Exercise objective: Exact repetition of the data below is required.

Stored data
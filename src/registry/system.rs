//! Built-in system module.
//!
//! Serves a JSON overview of the running console: service identity, uptime,
//! and the set of registered modules.

use std::time::Instant;

use async_trait::async_trait;
use axum::routing::get;
use axum::{Json, Router};
use serde_json::json;

use crate::registry::Module;

/// The console's own overview module, mounted like any other.
pub struct SystemModule {
    started_at: Instant,
    module_names: Vec<String>,
}

impl SystemModule {
    /// Create the system module, advertising the given module names.
    pub fn new(module_names: Vec<String>) -> Self {
        Self {
            started_at: Instant::now(),
            module_names,
        }
    }
}

#[async_trait]
impl Module for SystemModule {
    fn name(&self) -> &str {
        "system"
    }

    fn routes(&self) -> Router {
        let started_at = self.started_at;
        let modules = self.module_names.clone();

        Router::new().route(
            "/",
            get(move || {
                let modules = modules.clone();
                async move {
                    Json(json!({
                        "service": "console-server",
                        "version": env!("CARGO_PKG_VERSION"),
                        "uptime_secs": started_at.elapsed().as_secs(),
                        "modules": modules,
                    }))
                }
            }),
        )
    }

    async fn unload(&self) {}
}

Response:
filename src/registry/system.rs
//! Built-in system module.
//!
//! Serves a JSON overview of the running console: service identity, uptime,
//! and the set of registered modules.

use std::time::Instant;

use async_trait::async_trait;
use axum::routing::get;
use axum::{Json, Router};
use serde_json::json;

use crate::registry::Module;

/// The console's own overview module, mounted like any other.
pub struct SystemModule {
    started_at: Instant,
    module_names: Vec<String>,
}

impl SystemModule {
    /// Create the system module, advertising the given module names.
    pub fn new(module_names: Vec<String>) -> Self {
        Self {
            started_at: Instant::now(),
            module_names,
        }
    }
}

#[async_trait]
impl Module for SystemModule {
    fn name(&self) -> &str {
        "system"
    }

    fn routes(&self) -> Router {
        let started_at = self.started_at;
        let modules = self.module_names.clone();

        Router::new().route(
            "/",
            get(move || {
                let modules = modules.clone();
                async move {
                    Json(json!({
                        "service": "console-server",
                        "version": env!("CARGO_PKG_VERSION"),
                        "uptime_secs": started_at.elapsed().as_secs(),
                        "modules": modules,
                    }))
                }
            }),
        )
    }

    async fn unload(&self) {}
}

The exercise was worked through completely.